Dataset records Start Marker

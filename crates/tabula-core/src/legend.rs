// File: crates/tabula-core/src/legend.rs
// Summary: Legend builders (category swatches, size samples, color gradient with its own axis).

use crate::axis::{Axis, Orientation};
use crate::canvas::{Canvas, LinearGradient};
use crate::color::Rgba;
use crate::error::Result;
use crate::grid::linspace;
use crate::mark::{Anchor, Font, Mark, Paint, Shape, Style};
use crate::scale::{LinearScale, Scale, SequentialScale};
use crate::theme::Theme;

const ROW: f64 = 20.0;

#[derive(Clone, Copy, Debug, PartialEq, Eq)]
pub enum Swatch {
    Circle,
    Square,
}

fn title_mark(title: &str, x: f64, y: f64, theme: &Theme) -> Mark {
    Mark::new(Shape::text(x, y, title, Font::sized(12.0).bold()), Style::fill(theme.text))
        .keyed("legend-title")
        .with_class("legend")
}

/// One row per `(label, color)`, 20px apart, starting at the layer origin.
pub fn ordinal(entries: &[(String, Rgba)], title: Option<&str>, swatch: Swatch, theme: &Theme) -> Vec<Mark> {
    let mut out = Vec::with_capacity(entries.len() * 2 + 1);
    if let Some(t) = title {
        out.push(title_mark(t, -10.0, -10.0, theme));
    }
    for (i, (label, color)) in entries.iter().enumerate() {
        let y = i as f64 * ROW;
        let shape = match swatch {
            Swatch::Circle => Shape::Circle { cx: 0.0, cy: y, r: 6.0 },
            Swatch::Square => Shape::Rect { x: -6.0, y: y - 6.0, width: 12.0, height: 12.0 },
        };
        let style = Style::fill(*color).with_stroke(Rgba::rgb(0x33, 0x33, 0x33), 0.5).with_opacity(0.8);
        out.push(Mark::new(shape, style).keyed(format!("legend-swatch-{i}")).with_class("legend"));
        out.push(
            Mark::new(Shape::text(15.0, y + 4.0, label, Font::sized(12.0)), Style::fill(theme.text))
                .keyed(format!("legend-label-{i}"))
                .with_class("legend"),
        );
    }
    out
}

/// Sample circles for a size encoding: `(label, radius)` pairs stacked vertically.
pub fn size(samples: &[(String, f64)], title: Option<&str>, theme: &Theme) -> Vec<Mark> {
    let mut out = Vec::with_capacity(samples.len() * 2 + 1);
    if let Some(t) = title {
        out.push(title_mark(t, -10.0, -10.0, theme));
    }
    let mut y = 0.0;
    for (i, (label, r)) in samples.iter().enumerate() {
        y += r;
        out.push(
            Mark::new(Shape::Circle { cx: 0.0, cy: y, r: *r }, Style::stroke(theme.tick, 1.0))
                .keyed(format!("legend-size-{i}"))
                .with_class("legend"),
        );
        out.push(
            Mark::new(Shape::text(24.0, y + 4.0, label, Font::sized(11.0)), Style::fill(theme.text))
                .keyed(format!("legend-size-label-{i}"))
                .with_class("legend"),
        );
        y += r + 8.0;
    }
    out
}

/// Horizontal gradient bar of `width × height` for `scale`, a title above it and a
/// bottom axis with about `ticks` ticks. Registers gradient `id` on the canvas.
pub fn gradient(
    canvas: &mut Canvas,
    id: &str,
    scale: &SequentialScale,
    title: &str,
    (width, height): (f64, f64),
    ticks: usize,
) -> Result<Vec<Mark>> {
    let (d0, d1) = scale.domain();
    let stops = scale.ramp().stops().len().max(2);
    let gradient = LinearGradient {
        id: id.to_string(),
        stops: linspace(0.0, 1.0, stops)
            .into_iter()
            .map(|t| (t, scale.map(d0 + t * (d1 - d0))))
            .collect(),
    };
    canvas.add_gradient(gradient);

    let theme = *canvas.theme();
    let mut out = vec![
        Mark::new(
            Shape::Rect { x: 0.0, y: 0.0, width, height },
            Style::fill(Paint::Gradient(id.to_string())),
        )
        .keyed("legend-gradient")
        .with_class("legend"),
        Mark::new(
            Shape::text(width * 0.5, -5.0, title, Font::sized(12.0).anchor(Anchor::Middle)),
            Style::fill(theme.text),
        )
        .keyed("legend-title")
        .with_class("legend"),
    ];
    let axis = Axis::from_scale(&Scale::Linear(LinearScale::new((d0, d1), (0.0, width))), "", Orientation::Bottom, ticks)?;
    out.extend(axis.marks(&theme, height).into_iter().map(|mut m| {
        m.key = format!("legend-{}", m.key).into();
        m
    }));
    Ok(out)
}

Dataset records End Marker

_Problem requirements_
Above are the records; retype them all without a single difference.

_Output of the task_
filename crates/tabula-core/src/legend.rs
// File: crates/tabula-core/src/legend.rs
// Summary: Legend builders (category swatches, size samples, color gradient with its own axis).

use crate::axis::{Axis, Orientation};
use crate::canvas::{Canvas, LinearGradient};
use crate::color::Rgba;
use crate::error::Result;
use crate::grid::linspace;
use crate::mark::{Anchor, Font, Mark, Paint, Shape, Style};
use crate::scale::{LinearScale, Scale, SequentialScale};
use crate::theme::Theme;

const ROW: f64 = 20.0;

#[derive(Clone, Copy, Debug, PartialEq, Eq)]
pub enum Swatch {
    Circle,
    Square,
}

fn title_mark(title: &str, x: f64, y: f64, theme: &Theme) -> Mark {
    Mark::new(Shape::text(x, y, title, Font::sized(12.0).bold()), Style::fill(theme.text))
        .keyed("legend-title")
        .with_class("legend")
}

/// One row per `(label, color)`, 20px apart, starting at the layer origin.
pub fn ordinal(entries: &[(String, Rgba)], title: Option<&str>, swatch: Swatch, theme: &Theme) -> Vec<Mark> {
    let mut out = Vec::with_capacity(entries.len() * 2 + 1);
    if let Some(t) = title {
        out.push(title_mark(t, -10.0, -10.0, theme));
    }
    for (i, (label, color)) in entries.iter().enumerate() {
        let y = i as f64 * ROW;
        let shape = match swatch {
            Swatch::Circle => Shape::Circle { cx: 0.0, cy: y, r: 6.0 },
            Swatch::Square => Shape::Rect { x: -6.0, y: y - 6.0, width: 12.0, height: 12.0 },
        };
        let style = Style::fill(*color).with_stroke(Rgba::rgb(0x33, 0x33, 0x33), 0.5).with_opacity(0.8);
        out.push(Mark::new(shape, style).keyed(format!("legend-swatch-{i}")).with_class("legend"));
        out.push(
            Mark::new(Shape::text(15.0, y + 4.0, label, Font::sized(12.0)), Style::fill(theme.text))
                .keyed(format!("legend-label-{i}"))
                .with_class("legend"),
        );
    }
    out
}

/// Sample circles for a size encoding: `(label, radius)` pairs stacked vertically.
pub fn size(samples: &[(String, f64)], title: Option<&str>, theme: &Theme) -> Vec<Mark> {
    let mut out = Vec::with_capacity(samples.len() * 2 + 1);
    if let Some(t) = title {
        out.push(title_mark(t, -10.0, -10.0, theme));
    }
    let mut y = 0.0;
    for (i, (label, r)) in samples.iter().enumerate() {
        y += r;
        out.push(
            Mark::new(Shape::Circle { cx: 0.0, cy: y, r: *r }, Style::stroke(theme.tick, 1.0))
                .keyed(format!("legend-size-{i}"))
                .with_class("legend"),
        );
        out.push(
            Mark::new(Shape::text(24.0, y + 4.0, label, Font::sized(11.0)), Style::fill(theme.text))
                .keyed(format!("legend-size-label-{i}"))
                .with_class("legend"),
        );
        y += r + 8.0;
    }
    out
}

/// Horizontal gradient bar of `width × height` for `scale`, a title above it and a
/// bottom axis with about `ticks` ticks. Registers gradient `id` on the canvas.
pub fn gradient(
    canvas: &mut Canvas,
    id: &str,
    scale: &SequentialScale,
    title: &str,
    (width, height): (f64, f64),
    ticks: usize,
) -> Result<Vec<Mark>> {
    let (d0, d1) = scale.domain();
    let stops = scale.ramp().stops().len().max(2);
    let gradient = LinearGradient {
        id: id.to_string(),
        stops: linspace(0.0, 1.0, stops)
            .into_iter()
            .map(|t| (t, scale.map(d0 + t * (d1 - d0))))
            .collect(),
    };
    canvas.add_gradient(gradient);

    let theme = *canvas.theme();
    let mut out = vec![
        Mark::new(
            Shape::Rect { x: 0.0, y: 0.0, width, height },
            Style::fill(Paint::Gradient(id.to_string())),
        )
        .keyed("legend-gradient")
        .with_class("legend"),
        Mark::new(
            Shape::text(width * 0.5, -5.0, title, Font::sized(12.0).anchor(Anchor::Middle)),
            Style::fill(theme.text),
        )
        .keyed("legend-title")
        .with_class("legend"),
    ];
    let axis = Axis::from_scale(&Scale::Linear(LinearScale::new((d0, d1), (0.0, width))), "", Orientation::Bottom, ticks)?;
    out.extend(axis.marks(&theme, height).into_iter().map(|mut m| {
        m.key = format!("legend-{}", m.key).into();
        m
    }));
    Ok(out)
}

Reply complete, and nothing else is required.